Autre sujet sur lequel nous attendons des mesures fortes : la lutte contre la précarité des personnes en situation de handicap. La déconjugalisation de l’AAH (dont nous nous réjouissons évidemment) n’épuise pas à elle seule le chantier de réformes nécessaires à l’indépendance financière des personnes handicapées. Il est urgent de revaloriser l’AAH au-dessus du seuil de pauvreté. Reste également en attente la réforme du cumul entre AAH et revenus d’activité, annoncée à chaque CNH mais jamais suivie d’effet.

S’agissant du droit à l’éducation pour tous, les discours portés par certains syndicats de l’Education témoignent d’un réel malaise et nous font craindre un énorme retour en arrière, alors que nous attendons beaucoup d’un acte II de l’école inclusive. Suite à la CNH, nous avons appuyé la volonté de responsabiliser l’Education nationale sur ce sujet, mais refusons que cela se fasse au détriment des enfants et sans prise en compte de l’expérience des autres parties prenantes (familles, associations, professionnels du médico-social, professionnels libéraux, etc.) : l’Education nationale ne doit pas devenir juge et partie concernant la scolarisation des enfants en situation de handicap.

Crise du logement, lutte contre les déserts médicaux, accès aux transports, accès à la vie culturelle, vie intime affective et sexuelle, soutien à la parentalité, lutte contre les violences, accès aux informations et démarches dématérialisées, accompagnement de la fin de vie,… Nous ne pouvons pas évoquer dans ce courrier tous les sujets qui méritent d’être réfléchis à l’aune des spécificités et besoins des personnes handicapées. Mais, d’autant plus après les condamnations répétées de l’ONU et du Conseil de l’Europe, il y a urgence à agir.
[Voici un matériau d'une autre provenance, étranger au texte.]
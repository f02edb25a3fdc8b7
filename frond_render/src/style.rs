// Copyright 2026 the Frond Authors
// SPDX-License-Identifier: Apache-2.0 OR MIT

//! Paint style mapping.

use frond_graphic::{Color, FillRule, LineCap, LineJoin, Path};
use kurbo::{Cap, Join, Stroke};
use peniko::Fill;

/// Backend paint configuration for one path: one stroke pass and one fill
/// pass.
#[derive(Clone, Debug)]
pub struct PaintStyle {
    /// Stroke geometry parameters.
    pub stroke: Stroke,
    /// Stroke pass color.
    pub stroke_color: peniko::Color,
    /// Fill pass color.
    pub fill_color: peniko::Color,
    /// Backend fill rule.
    pub fill_rule: Fill,
}

/// Map a path's paint attributes into the backend's representation.
pub fn paint_style(path: &Path) -> PaintStyle {
    let mut stroke = Stroke::new(f64::from(path.stroke_width));
    stroke.miter_limit = f64::from(path.stroke_miter_limit);
    stroke.join = join(path.stroke_line_join);
    stroke.start_cap = cap(path.stroke_line_cap);
    stroke.end_cap = cap(path.stroke_line_cap);

    PaintStyle {
        stroke,
        stroke_color: color(path.stroke),
        fill_color: color(path.fill),
        fill_rule: fill_rule(path.fill_rule),
    }
}

/// Normalize 8-bit channels to the backend's floating-point color
/// (channel / 255).
pub(crate) fn color(color: Color) -> peniko::Color {
    peniko::Color::from_rgba8(color.red, color.green, color.blue, color.alpha)
}

/// The two fill rules map one-to-one onto the backend's.
pub fn fill_rule(rule: FillRule) -> Fill {
    match rule {
        FillRule::NonZero => Fill::NonZero,
        FillRule::EvenOdd => Fill::EvenOdd,
    }
}

fn cap(cap: LineCap) -> Cap {
    match cap {
        LineCap::Butt => Cap::Butt,
        LineCap::Round => Cap::Round,
        LineCap::Square => Cap::Square,
    }
}

fn join(join: LineJoin) -> Join {
    match join {
        LineJoin::Miter => Join::Miter,
        LineJoin::Round => Join::Round,
        LineJoin::Bevel => Join::Bevel,
        // kurbo strokes have no arcs or miter-clip joins; approximate each
        // with the nearest supported join.
        LineJoin::Arcs => Join::Round,
        LineJoin::MiterClip => Join::Miter,
    }
}

#[cfg(test)]
mod tests {
    use super::*;

    fn path_with_join(stroke_line_join: LineJoin) -> Path {
        Path {
            id: None,
            data: Vec::new(),
            fill: Color::rgba(255, 0, 0, 51),
            fill_rule: FillRule::NonZero,
            stroke: Color::WHITE,
            stroke_width: 2.5,
            stroke_miter_limit: 10.0,
            stroke_line_cap: LineCap::Square,
            stroke_line_join,
        }
    }

    #[test]
    fn channels_normalize_by_255() {
        let mapped = color(Color::rgba(255, 0, 51, 51));
        assert_eq!(mapped.components[0], 1.0);
        assert_eq!(mapped.components[1], 0.0);
        assert!((mapped.components[2] - 0.2).abs() < 1e-3);
        assert!((mapped.components[3] - 0.2).abs() < 1e-3);
    }

    #[test]
    fn fill_rules_map_bijectively() {
        assert_eq!(fill_rule(FillRule::NonZero), Fill::NonZero);
        assert_eq!(fill_rule(FillRule::EvenOdd), Fill::EvenOdd);
    }

    #[test]
    fn stroke_parameters_carry_over() {
        let style = paint_style(&path_with_join(LineJoin::Bevel));
        assert_eq!(style.stroke.width, 2.5);
        assert_eq!(style.stroke.miter_limit, 10.0);
        assert_eq!(style.stroke.join, Join::Bevel);
        assert_eq!(style.stroke.start_cap, Cap::Square);
        assert_eq!(style.stroke.end_cap, Cap::Square);
    }

    #[test]
    fn unsupported_joins_map_to_stable_approximations() {
        // Deliberately lossy: the backend has no equivalents.
        assert_eq!(paint_style(&path_with_join(LineJoin::Arcs)).stroke.join, Join::Round);
        assert_eq!(
            paint_style(&path_with_join(LineJoin::MiterClip)).stroke.join,
            Join::Miter,
        );
    }
}
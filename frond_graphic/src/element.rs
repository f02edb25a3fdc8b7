// Copyright 2026 the Frond Authors
// SPDX-License-Identifier: Apache-2.0 OR MIT

//! The element tree: drawable paths and their containers.

use kurbo::Affine;

use crate::{Color, Command};

/// Interior test used when filling a path.
#[derive(Copy, Clone, Debug, Eq, PartialEq)]
pub enum FillRule {
    /// A point is inside if its winding number is non-zero.
    NonZero,
    /// A point is inside if a ray from it crosses the path an odd number of
    /// times.
    EvenOdd,
}

/// Stroke end-cap shape.
#[derive(Copy, Clone, Debug, Eq, PartialEq)]
pub enum LineCap {
    /// Flat cap ending exactly at the endpoint.
    Butt,
    /// Semicircular cap centered on the endpoint.
    Round,
    /// Square cap extending half the stroke width past the endpoint.
    Square,
}

/// Stroke join shape.
#[derive(Copy, Clone, Debug, Eq, PartialEq)]
pub enum LineJoin {
    /// Sharp corner, subject to the miter limit.
    Miter,
    /// Circular arc corner.
    Round,
    /// Flattened corner.
    Bevel,
    /// Elliptical-arc corner (SVG 2).
    Arcs,
    /// Miter clipped at the miter limit instead of falling back to bevel
    /// (SVG 2).
    MiterClip,
}

/// A drawable path: an ordered command sequence plus its paint attributes.
#[derive(Clone, Debug, PartialEq)]
pub struct Path {
    /// Identifier carried from markup, for diagnostics.
    pub id: Option<String>,
    /// The command sequence.
    pub data: Vec<Command>,
    /// Fill color.
    pub fill: Color,
    /// Interior test used when filling.
    pub fill_rule: FillRule,
    /// Stroke color.
    pub stroke: Color,
    /// Stroke width in viewport units.
    pub stroke_width: f32,
    /// Ratio of miter length to stroke width beyond which a miter join
    /// falls back to bevel.
    pub stroke_miter_limit: f32,
    /// Stroke end-cap shape.
    pub stroke_line_cap: LineCap,
    /// Stroke join shape.
    pub stroke_line_join: LineJoin,
}

/// A container baking an affine transform into its descendants.
#[derive(Clone, Debug)]
pub struct Group {
    /// Transform applied to every descendant coordinate.
    pub transform: Affine,
    /// Child elements, exclusively owned.
    pub elements: Vec<Element>,
}

/// A container whose path children define a clip region for subsequently
/// drawn siblings in the enclosing scope.
#[derive(Clone, Debug)]
pub struct ClipPath {
    /// Child elements; only paths contribute to the clip region.
    pub elements: Vec<Element>,
}

/// A pass-through container for elements the model does not interpret.
///
/// Its children are still traversed and drawn.
#[derive(Clone, Debug)]
pub struct Extra {
    /// The unrecognized element name, as written in markup.
    pub name: String,
    /// Child elements.
    pub elements: Vec<Element>,
}

/// One node of the element tree.
///
/// Containers own their children exclusively; the tree is acyclic by
/// construction and traversed top-down.
#[derive(Clone, Debug)]
pub enum Element {
    /// A drawable leaf.
    Path(Path),
    /// A transform container.
    Group(Group),
    /// A clip-defining container.
    ClipPath(ClipPath),
    /// A pass-through container.
    Extra(Extra),
}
L’un des prérequis à la pleine citoyenneté des personnes handicapées est l’effectivité de l’accessibilité universelle – droit officialisé par les lois de 1975 et 2005 –, qui reste encore largement mis à mal. Certes, des mesures ont été annoncées à la CNH 2023, mais nous sommes encore loin du compte… Concernant l’accessibilité des logements, nous vous demandons d’annoncer la publication du rapport d’e l’Inspection générale de l’environnement et du développement durable (IGEDD) sur l’abaissement des seuils d’accessibilité (évaluation de l’article 64 de la loi ELAN).
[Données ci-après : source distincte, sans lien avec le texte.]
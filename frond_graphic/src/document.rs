// Copyright 2026 the Frond Authors
// SPDX-License-Identifier: Apache-2.0 OR MIT

//! Parsed documents: the concrete root variants and their typed accessors.

use std::collections::HashMap;

use thiserror::Error;

use crate::Element;

/// Failure to read a typed dimension attribute off a document.
#[derive(Error, Debug, Clone, PartialEq, Eq)]
pub enum AttributeError {
    /// The attribute is absent.
    #[error("missing required attribute `{0}`")]
    Missing(&'static str),
    /// The attribute is present but does not parse as a dimension.
    #[error("attribute `{name}` has malformed value `{value}`")]
    Malformed {
        /// Attribute name as written in markup.
        name: &'static str,
        /// The raw value that failed to parse.
        value: String,
    },
}

/// The bounding box declared by a browser-viewport document.
///
/// The four numbers are read as (minX, minY, maxX, maxY); the viewport size
/// is the difference per axis, and a non-zero origin implies a translation
/// of all path coordinates.
#[derive(Copy, Clone, Debug, PartialEq)]
pub struct ViewBox {
    /// Minimum x coordinate.
    pub min_x: f32,
    /// Minimum y coordinate.
    pub min_y: f32,
    /// Maximum x coordinate.
    pub max_x: f32,
    /// Maximum y coordinate.
    pub max_y: f32,
}

impl ViewBox {
    /// Viewport width.
    #[inline]
    pub fn width(self) -> f32 {
        self.max_x - self.min_x
    }

    /// Viewport height.
    #[inline]
    pub fn height(self) -> f32 {
        self.max_y - self.min_y
    }
}

/// An Android Vector Drawable document.
///
/// The viewport comes from dedicated viewport attributes; the display size
/// is declared in density-independent (dp-suffixed) units.
#[derive(Clone, Debug)]
pub struct VectorDrawable {
    /// Raw root attributes, by name.
    pub attributes: HashMap<String, String>,
    /// Top-level elements, in document order.
    pub elements: Vec<Element>,
}

impl VectorDrawable {
    /// Intrinsic viewport size, from `android:viewportWidth` and
    /// `android:viewportHeight`.
    pub fn viewport_size(&self) -> Result<(f32, f32), AttributeError> {
        Ok((
            dimension(&self.attributes, "android:viewportWidth")?,
            dimension(&self.attributes, "android:viewportHeight")?,
        ))
    }

    /// Declared display size, from the dp-suffixed `android:width` and
    /// `android:height`.
    pub fn display_size(&self) -> Result<(f32, f32), AttributeError> {
        Ok((
            dimension(&self.attributes, "android:width")?,
            dimension(&self.attributes, "android:height")?,
        ))
    }
}

/// A Scalable Vector Graphics document.
///
/// The viewport comes from the `viewBox` bounding box; the display size from
/// the (possibly unit-suffixed) `width` and `height` attributes.
#[derive(Clone, Debug)]
pub struct Svg {
    /// Raw root attributes, by name.
    pub attributes: HashMap<String, String>,
    /// Top-level elements, in document order.
    pub elements: Vec<Element>,
}

impl Svg {
    /// The declared bounding box.
    pub fn view_box(&self) -> Result<ViewBox, AttributeError> {
        let raw = self
            .attributes
            .get("viewBox")
            .ok_or(AttributeError::Missing("viewBox"))?;
        let numbers: Vec<f32> = raw
            .split(|c: char| c.is_whitespace() || c == ',')
            .filter(|part| !part.is_empty())
            .map_while(|part| part.parse().ok())
            .collect();
        if numbers.len() != 4 {
            return Err(AttributeError::Malformed {
                name: "viewBox",
                value: raw.clone(),
            });
        }
        Ok(ViewBox {
            min_x: numbers[0],
            min_y: numbers[1],
            max_x: numbers[2],
            max_y: numbers[3],
        })
    }

    /// Declared display size, from `width` and `height`.
    pub fn display_size(&self) -> Result<(f32, f32), AttributeError> {
        Ok((
            dimension(&self.attributes, "width")?,
            dimension(&self.attributes, "height")?,
        ))
    }
}

/// A parsed document, one of the supported root variants.
#[derive(Clone, Debug)]
pub enum Document {
    /// Android Vector Drawable (`<vector>` root).
    VectorDrawable(VectorDrawable),
    /// Scalable Vector Graphics (`<svg>` root).
    Svg(Svg),
}

impl Document {
    /// Top-level elements, in document order.
    pub fn elements(&self) -> &[Element] {
        match self {
            Self::VectorDrawable(drawable) => &drawable.elements,
            Self::Svg(svg) => &svg.elements,
        }
    }

    /// Mutable access to the top-level elements, for normalization.
    pub fn elements_mut(&mut self) -> &mut Vec<Element> {
        match self {
            Self::VectorDrawable(drawable) => &mut drawable.elements,
            Self::Svg(svg) => &mut svg.elements,
        }
    }

    /// Short human-readable description of the variant, for diagnostics.
    pub fn description(&self) -> &'static str {
        match self {
            Self::VectorDrawable(_) => "vector drawable",
            Self::Svg(_) => "svg",
        }
    }
}

/// Read a numeric attribute, stripping any trailing unit suffix
/// (`24dp`, `48px`, `100%`).
fn dimension(
    attributes: &HashMap<String, String>,
    name: &'static str,
) -> Result<f32, AttributeError> {
    let raw = attributes.get(name).ok_or(AttributeError::Missing(name))?;
    let numeric = raw
        .trim()
        .trim_end_matches(|c: char| c.is_ascii_alphabetic() || c == '%');
    numeric
        .parse()
        .map_err(|_| AttributeError::Malformed {
            name,
            value: raw.clone(),
        })
}

#[cfg(test)]
mod tests {
    use super::*;

    fn attrs(pairs: &[(&str, &str)]) -> HashMap<String, String> {
        pairs
            .iter()
            .map(|(k, v)| (k.to_string(), v.to_string()))
            .collect()
    }

    #[test]
    fn drawable_dimensions_strip_units() {
        let drawable = VectorDrawable {
            attributes: attrs(&[
                ("android:width", "24dp"),
                ("android:height", "24dp"),
                ("android:viewportWidth", "24"),
                ("android:viewportHeight", "24"),
            ]),
            elements: Vec::new(),
        };
        assert_eq!(drawable.display_size().unwrap(), (24.0, 24.0));
        assert_eq!(drawable.viewport_size().unwrap(), (24.0, 24.0));
    }

    #[test]
    fn missing_dimension_reports_attribute_name() {
        let drawable = VectorDrawable {
            attributes: attrs(&[("android:height", "24dp")]),
            elements: Vec::new(),
        };
        assert_eq!(
            drawable.display_size(),
            Err(AttributeError::Missing("android:width"))
        );
    }

    #[test]
    fn malformed_dimension_reports_raw_value() {
        let drawable = VectorDrawable {
            attributes: attrs(&[("android:width", "wide")]),
            elements: Vec::new(),
        };
        assert!(matches!(
            drawable.display_size(),
            Err(AttributeError::Malformed { name: "android:width", .. })
        ));
    }

    #[test]
    fn view_box_accepts_commas_and_whitespace() {
        let svg = Svg {
            attributes: attrs(&[("viewBox", "0, 0 24,24")]),
            elements: Vec::new(),
        };
        let view_box = svg.view_box().unwrap();
        assert_eq!(view_box.width(), 24.0);
        assert_eq!(view_box.height(), 24.0);
        assert_eq!((view_box.min_x, view_box.min_y), (0.0, 0.0));
    }

    #[test]
    fn short_view_box_is_malformed() {
        let svg = Svg {
            attributes: attrs(&[("viewBox", "0 0 24")]),
            elements: Vec::new(),
        };
        assert!(matches!(
            svg.view_box(),
            Err(AttributeError::Malformed { name: "viewBox", .. })
        ));
    }
}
Il nous semble essentiel que vous puissiez engager votre gouvernement à intégrer dans chaque projet de loi et chaque texte réglementaire des dispositions relatives aux personnes handicapées.

Sur tous ces sujets, le Collectif Handicaps se tient prêt à travailler avec le gouvernement et à mener des chantiers ambitieux pour garantir – enfin – le respect des droits fondamentaux de nos concitoyens en situation de handicap et de leurs proches.

Dans l’attente d’un échange de vive voix, je vous prie d’agréer, Monsieur le Premier ministre, l’expression de ma haute considération.